Report each line of the data that contains the string "same".
[Input for this task]
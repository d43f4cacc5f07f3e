//! Integration tests for gs-engine.

#[cfg(test)]
mod helpers {
    use gs_activity::VetoReason;
    use gs_core::{ActionId, EngineConfig, NetPointId, ResourceId, SimTime, TimerId, WaitId};
    use gs_platform::{LinkSharing, PlatformBuilder};
    use gs_resource::{ActionReport, ActionState};

    use crate::{Engine, EngineBuilder, EngineObserver, RoundReport, RunOutcome, WaitOutcome};

    pub const EPS: f64 = 1e-6;

    pub struct Fixture {
        pub engine: Engine,
        pub h0:     NetPointId,
        pub h1:     NetPointId,
        pub cpu0:   ResourceId,
        pub cpu1:   ResourceId,
        pub link:   ResourceId,
    }

    /// ```text
    ///   h0 (1 f/s, 2 cores) ── l0 (100 B/s, 0.5 s) ── h1 (1 f/s, 1 core)
    /// ```
    pub fn fixture(config: EngineConfig) -> Fixture {
        let mut b = PlatformBuilder::new();
        let h0 = b.add_host("h0", 1.0, 2).unwrap();
        let h1 = b.add_host("h1", 1.0, 1).unwrap();
        let link = b.add_link("l0", 100.0, 0.5, LinkSharing::Shared).unwrap();
        b.connect(link, h0, h1).unwrap();
        let platform = b.build().unwrap();
        let cpu0 = platform.cpu_of(h0).unwrap();
        let cpu1 = platform.cpu_of(h1).unwrap();
        let engine = EngineBuilder::new(platform).config(config).build().unwrap();
        Fixture { engine, h0, h1, cpu0, cpu1, link }
    }

    /// The usual fixture plus `island`, a host no link reaches.
    pub fn island_fixture(config: EngineConfig) -> (Fixture, NetPointId) {
        let mut b = PlatformBuilder::new();
        let h0 = b.add_host("h0", 1.0, 2).unwrap();
        let h1 = b.add_host("h1", 1.0, 1).unwrap();
        let island = b.add_host("island", 1.0, 1).unwrap();
        let link = b.add_link("l0", 100.0, 0.5, LinkSharing::Shared).unwrap();
        b.connect(link, h0, h1).unwrap();
        let platform = b.build().unwrap();
        let cpu0 = platform.cpu_of(h0).unwrap();
        let cpu1 = platform.cpu_of(h1).unwrap();
        let engine = EngineBuilder::new(platform).config(config).build().unwrap();
        (Fixture { engine, h0, h1, cpu0, cpu1, link }, island)
    }

    pub fn assert_close(actual: f64, expected: f64) {
        assert!(
            (actual - expected).abs() <= EPS * expected.abs().max(1.0),
            "expected {expected}, got {actual}"
        );
    }

    pub fn finish_of(engine: &Engine, id: ActionId) -> f64 {
        let report = engine.report(id).unwrap();
        assert_eq!(report.state, ActionState::Done, "{id} did not complete");
        report.finish.unwrap().secs()
    }

    /// Everything an observer can see, in delivery order.
    #[derive(Clone, Debug, PartialEq)]
    pub enum Seen {
        Started(ActionId, SimTime),
        Finished(ActionId, ActionState, SimTime),
        Vetoed(ActionId, VetoReason),
        DependencyError(ActionId, ActionId),
        Wait(WaitId, WaitOutcome),
        Timer(TimerId, SimTime),
        End(RunOutcome),
    }

    #[derive(Default)]
    pub struct Recorder {
        pub seen:   Vec<Seen>,
        pub rounds: Vec<RoundReport>,
    }

    impl EngineObserver for Recorder {
        fn on_round_end(&mut self, report: &RoundReport) {
            self.rounds.push(report.clone());
        }
        fn on_action_started(&mut self, report: &ActionReport, now: SimTime) {
            self.seen.push(Seen::Started(report.id, now));
        }
        fn on_action_finished(&mut self, report: &ActionReport, now: SimTime) {
            self.seen.push(Seen::Finished(report.id, report.state, now));
        }
        fn on_veto(&mut self, report: &ActionReport, reason: VetoReason, _now: SimTime) {
            self.seen.push(Seen::Vetoed(report.id, reason));
        }
        fn on_dependency_error(&mut self, action: ActionId, predecessor: ActionId, _now: SimTime) {
            self.seen.push(Seen::DependencyError(action, predecessor));
        }
        fn on_wait_resolved(&mut self, wait: WaitId, outcome: &WaitOutcome, _now: SimTime) {
            self.seen.push(Seen::Wait(wait, outcome.clone()));
        }
        fn on_timer(&mut self, timer: TimerId, now: SimTime) {
            self.seen.push(Seen::Timer(timer, now));
        }
        fn on_sim_end(&mut self, _now: SimTime, outcome: &RunOutcome) {
            self.seen.push(Seen::End(outcome.clone()));
        }
    }
}
//! `ActionHeap` — predicted event dates for the lazy update.
//!
//! Each action has at most one live entry: the earliest of its latency end,
//! its completion, and its max-duration expiry.  Re-inserting an action
//! supersedes its previous entry; superseded entries stay in the binary heap
//! and are skipped when they surface (the same stale-entry idiom as the
//! shortest-path router).

use std::cmp::Reverse;
use std::collections::{BTreeMap, BinaryHeap};

use gs_core::{ActionId, SimTime};

/// Why an action has a heap entry.
#[derive(Copy, Clone, PartialEq, Eq, Hash, PartialOrd, Ord, Debug)]
#[cfg_attr(feature = "serde", derive(serde::Serialize, serde::Deserialize))]
pub enum HeapKind {
    /// End of the latency phase.
    Latency,
    /// `max_duration` elapses.
    MaxDuration,
    /// Predicted completion.
    Normal,
}

/// Min-heap of `(date, action)` with O(log n) insert, update and pop.
///
/// Ties on the date are broken by action id, so simultaneous events come out
/// in creation order.
#[derive(Default)]
pub struct ActionHeap {
    heap: BinaryHeap<Reverse<(SimTime, ActionId, u64)>>,
    /// Live entry of each action: (date, kind, version).
    live: BTreeMap<ActionId, (SimTime, HeapKind, u64)>,
    next_version: u64,
}

impl ActionHeap {
    pub fn new() -> Self {
        Self::default()
    }

    /// Schedule `action` at `date`, replacing any previous entry.
    pub fn insert(&mut self, action: ActionId, date: SimTime, kind: HeapKind) {
        let version = self.next_version;
        self.next_version += 1;
        self.live.insert(action, (date, kind, version));
        self.heap.push(Reverse((date, action, version)));
    }

    pub fn remove(&mut self, action: ActionId) {
        self.live.remove(&action);
    }

    pub fn contains(&self, action: ActionId) -> bool {
        self.live.contains_key(&action)
    }

    /// Date and kind of the live entry of `action`.
    pub fn entry(&self, action: ActionId) -> Option<(SimTime, HeapKind)> {
        self.live.get(&action).map(|&(date, kind, _)| (date, kind))
    }

    /// Earliest live date.
    pub fn top_date(&mut self) -> Option<SimTime> {
        self.discard_stale();
        self.heap.peek().map(|Reverse((date, ..))| *date)
    }

    /// Pop the earliest live entry if it is due at or before `now`.
    pub fn pop_due(&mut self, now: SimTime) -> Option<(ActionId, HeapKind)> {
        self.discard_stale();
        let &Reverse((date, action, _)) = self.heap.peek()?;
        if date > now {
            return None;
        }
        self.heap.pop();
        let (_, kind, _) = self.live.remove(&action)?;
        Some((action, kind))
    }

    pub fn len(&self) -> usize {
        self.live.len()
    }

    pub fn is_empty(&self) -> bool {
        self.live.is_empty()
    }

    // Skip stale heap entries.
    fn discard_stale(&mut self) {
        while let Some(&Reverse((_, action, version))) = self.heap.peek() {
            match self.live.get(&action) {
                Some(&(_, _, v)) if v == version => return,
                _ => {
                    self.heap.pop();
                }
            }
        }
    }
}
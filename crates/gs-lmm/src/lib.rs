//! `gs-lmm` — the max-min fair resource-sharing system.
//!
//! A [`System`] holds bounded capacities ([`Constraint`]s) and demands
//! ([`Variable`]s).  Each variable participates in some constraints with a
//! per-constraint coefficient ([`Element`]).  [`System::solve`] assigns every
//! enabled variable a `value` (its progress rate) such that the smallest
//! share is as large as possible without exceeding any capacity.
//!
//! # Crate layout
//!
//! | Module         | Contents                                                   |
//! |----------------|------------------------------------------------------------|
//! | [`constraint`] | `Constraint`, `SharingPolicy`                              |
//! | [`variable`]   | `Variable`, `Element`                                      |
//! | [`system`]     | `System`: arenas, expand, weights, concurrency staging     |
//! | [`solve`]      | the saturation algorithm                                   |
//! | [`error`]      | `LmmError`, `LmmResult<T>`                                 |
//!
//! # Capacity rule
//!
//! After a solve, for every constraint `c`:
//!
//! ```text
//! Shared:  Σ coefficient × value ≤ bound (1 + ε)
//! Fatpipe: max coefficient × value ≤ bound (1 + ε)
//! ```
//!
//! A variable's weight acts as a sharing penalty: two variables saturated by
//! the same constraint get values in the ratio of their inverse weights.
//! With unit weights, N unbounded variables on one shared constraint of
//! bound B each receive B/N.
//!
//! # Concurrency
//!
//! A constraint may cap how many enabled variables touch it.  A variable
//! that would exceed a cap is *staged*: disabled, with its weight remembered
//! until a slot frees.  Which staged variable gets the slot follows the
//! system's [`StagingPolicy`](gs_core::StagingPolicy).
//!
//! # Example
//!
//! ```rust
//! use gs_core::{ActionId, ResourceId};
//! use gs_lmm::System;
//!
//! let mut sys = System::new(1e-5, false);
//! let link = sys.constraint_new(ResourceId(0), 10.0).unwrap();
//! let a = sys.variable_new(ActionId(0), 1.0, -1.0).unwrap();
//! let b = sys.variable_new(ActionId(1), 1.0, -1.0).unwrap();
//! sys.expand(link, a, 1.0).unwrap();
//! sys.expand(link, b, 1.0).unwrap();
//! sys.solve();
//! assert!((sys.value(a) - 5.0).abs() < 1e-9);
//! ```

pub mod constraint;
pub mod error;
pub mod solve;
pub mod system;
pub mod variable;


pub use constraint::{Constraint, SharingPolicy};
pub use error::{LmmError, LmmResult};
pub use system::System;
pub use variable::{Element, Variable};
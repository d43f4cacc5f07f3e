//! dag-pipeline — a small map/reduce task graph.
//!
//! ```text
//!   ingest (disk read on w0) → split (w0) → map ×4 (placed late) → reduce (w0) → publish (w0 → w1)
//! ```
//!
//! The map tasks are created without a host.  With `stop_on_veto` the run
//! hands them back for placement as soon as `split` completes; each goes to
//! the least loaded worker.  Worker `w2` fails halfway through its map: the
//! reduce task is reported as blocked, a replacement map is wired in on a
//! surviving worker and the run resumes.
//!
//! Log level through `RUST_LOG`.

use std::collections::BTreeMap;

use anyhow::{Context, Result, bail};
use tracing::{info, warn};
use tracing_subscriber::EnvFilter;

use gs_activity::VetoReason;
use gs_core::{ActionId, EngineConfig, NetPointId, ResourceId, SimTime};
use gs_engine::{Engine, EngineBuilder, EngineObserver, RunOutcome};
use gs_platform::{LinkSharing, Platform, PlatformBuilder};
use gs_resource::{ActionReport, ActionState, Target};

// ── Constants ─────────────────────────────────────────────────────────────────

const WORKERS:      usize = 3;
const CORE_SPEED:   f64   = 1e9;
const CORES:        u32   = 2;
const MAP_TASKS:    usize = 4;
const MAP_FLOPS:    f64   = 2e9;
const INPUT_BYTES:  f64   = 2e8;
const OUTPUT_BYTES: f64   = 5e7;
/// `w2` goes down at this date, halfway through its map task.
const FAILURE_AT:   f64   = 4.0;

// ── Platform ──────────────────────────────────────────────────────────────────

struct Cluster {
    platform: Platform,
    workers:  Vec<NetPointId>,
    disks:    Vec<ResourceId>,
}

/// Star of workers around one switch, one disk per worker.
fn cluster() -> Result<Cluster> {
    let mut b = PlatformBuilder::new();
    let switch = b.add_router("switch")?;
    let mut workers = Vec::with_capacity(WORKERS);
    let mut disks = Vec::with_capacity(WORKERS);
    for i in 0..WORKERS {
        let host = b.add_host(&format!("w{i}"), CORE_SPEED, CORES)?;
        let link = b.add_link(&format!("w{i}-eth"), 1.25e8, 5e-5, LinkSharing::SplitDuplex)?;
        b.connect(link, host, switch)?;
        disks.push(b.add_disk(host, &format!("w{i}-ssd"), 1e8, 5e7)?);
        workers.push(host);
    }
    Ok(Cluster { platform: b.build()?, workers, disks })
}

// ── Observer ──────────────────────────────────────────────────────────────────

/// Names the tasks in the log and keeps one Gantt row per finished task.
#[derive(Default)]
struct Gantt {
    names: BTreeMap<ActionId, String>,
    rows:  Vec<(ActionId, ActionState, f64, f64)>,
}

impl Gantt {
    fn name(&self, id: ActionId) -> &str {
        self.names.get(&id).map_or("?", String::as_str)
    }
}

impl EngineObserver for Gantt {
    fn on_action_started(&mut self, report: &ActionReport, now: SimTime) {
        info!(task = self.name(report.id), %now, "started");
    }

    fn on_action_finished(&mut self, report: &ActionReport, now: SimTime) {
        let start = report.start.map_or(now.secs(), SimTime::secs);
        self.rows.push((report.id, report.state, start, now.secs()));
        match &report.failure {
            None => info!(task = self.name(report.id), %now, "done"),
            Some(failure) => warn!(task = self.name(report.id), %now, %failure, left = report.remaining_ratio(), "failed"),
        }
    }

    fn on_veto(&mut self, report: &ActionReport, reason: VetoReason, now: SimTime) {
        info!(task = self.name(report.id), ?reason, %now, "vetoed");
    }

    fn on_dependency_error(&mut self, action: ActionId, predecessor: ActionId, now: SimTime) {
        warn!(task = self.name(action), predecessor = self.name(predecessor), %now, "blocked by a failed predecessor");
    }
}

// ── Placement ─────────────────────────────────────────────────────────────────

/// Put every task waiting for a host on the worker with the fewest tasks so
/// far.  Turned-off workers are skipped.
fn place(
    engine:  &mut Engine,
    tasks:   &[ActionId],
    workers: &[NetPointId],
    load:    &mut BTreeMap<NetPointId, usize>,
) -> Result<()> {
    for &task in tasks {
        let host = workers
            .iter()
            .copied()
            .filter(|&w| is_up(engine, w))
            .min_by_key(|w| load.get(w).copied().unwrap_or(0))
            .context("no worker left")?;
        *load.entry(host).or_default() += 1;
        info!(%task, host = %engine.platform().netpoint(host)?.name, "placed");
        engine.assign(task, Target::exec(host))?;
    }
    Ok(())
}

fn is_up(engine: &Engine, host: NetPointId) -> bool {
    engine
        .platform()
        .cpu_of(host)
        .ok()
        .and_then(|cpu| engine.models().table().get(cpu))
        .is_some_and(|state| state.on)
}

/// Replace every failed predecessor of a blocked task by a fresh copy on a
/// live worker.
fn recover(engine: &mut Engine, gantt: &mut Gantt, blocked: &[ActionId], workers: &[NetPointId]) -> Result<usize> {
    let mut replaced = 0;
    for &task in blocked {
        let failed: Vec<ActionId> = engine.blocked_by(task).collect();
        for pred in failed {
            let cost = engine.report(pred).context("failed task vanished")?.cost;
            let host = workers
                .iter()
                .copied()
                .find(|&w| is_up(engine, w))
                .context("no worker left")?;
            let copy = engine.execute(host, cost)?;
            let name = format!("{} (retry)", gantt.name(pred));
            gantt.names.insert(copy, name);
            // Wire the copy in before dropping the failed edge, or the task
            // would start without it.
            engine.add_successor(copy, task)?;
            engine.remove_successor(pred, task)?;
            engine.start(copy)?;
            replaced += 1;
        }
    }
    Ok(replaced)
}

// ── main ──────────────────────────────────────────────────────────────────────

fn main() -> Result<()> {
    tracing_subscriber::fmt()
        .with_env_filter(EnvFilter::try_from_default_env().unwrap_or_else(|_| EnvFilter::new("info")))
        .init();

    let Cluster { platform, workers, disks } = cluster()?;
    let config = EngineConfig { stop_on_veto: true, ..Default::default() };
    let mut engine = EngineBuilder::new(platform).config(config).build()?;
    let mut gantt = Gantt::default();

    // ── Build the graph ───────────────────────────────────────────────────
    let ingest = engine.read(disks[0], INPUT_BYTES)?;
    let split = engine.execute(workers[0], 1e9)?;
    let maps: Vec<ActionId> = (0..MAP_TASKS)
        .map(|_| engine.create(Target::Exec { host: None }, MAP_FLOPS))
        .collect::<Result<_, _>>()?;
    let reduce = engine.execute(workers[0], 5e8)?;
    let publish = engine.communicate(workers[0], workers[1], OUTPUT_BYTES)?;

    gantt.names.insert(ingest, "ingest".into());
    gantt.names.insert(split, "split".into());
    for (i, &m) in maps.iter().enumerate() {
        gantt.names.insert(m, format!("map{i}"));
    }
    gantt.names.insert(reduce, "reduce".into());
    gantt.names.insert(publish, "publish".into());

    engine.add_successor(ingest, split)?;
    for &m in &maps {
        engine.add_successor(split, m)?;
        engine.add_successor(m, reduce)?;
    }
    engine.add_successor(reduce, publish)?;

    for task in [ingest, split, reduce, publish].into_iter().chain(maps.iter().copied()) {
        engine.start(task)?;
    }
    let cpu2 = engine.platform().cpu_of(workers[2])?;
    engine.schedule_turn_off(cpu2, SimTime::new(FAILURE_AT))?;
    let done = engine.wait(publish)?;

    // ── Run, placing and recovering as needed ─────────────────────────────
    let mut load = BTreeMap::new();
    loop {
        match engine.run(&mut gantt)? {
            RunOutcome::Completed => break,
            RunOutcome::NeedsAssignment(tasks) => place(&mut engine, &tasks, &workers, &mut load)?,
            RunOutcome::Stalled(stuck) => {
                if recover(&mut engine, &mut gantt, &stuck, &workers)? == 0 {
                    bail!("pipeline stalled on {stuck:?}");
                }
            }
            RunOutcome::DeadlineReached => bail!("run stopped at a deadline it was never given"),
        }
    }

    let outcome = engine.wait_outcome(done)?.context("publish never ended")?;
    println!();
    println!("{:<14} {:<10} {:>8} {:>8}", "task", "state", "start", "end");
    for &(id, state, start, end) in &gantt.rows {
        println!("{:<14} {:<10} {:>8.3} {:>8.3}", gantt.name(id), format!("{state:?}"), start, end);
    }
    println!();
    println!("publish:   {outcome:?}");
    println!("makespan:  {}", engine.now());
    println!("rounds:    {}", engine.rounds());
    Ok(())
}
[/Input for this task]
▶ Answer to the exercise
//! and are skipped when they surface (the same stale-entry idiom as the
//! the same constraint get values in the ratio of their inverse weights.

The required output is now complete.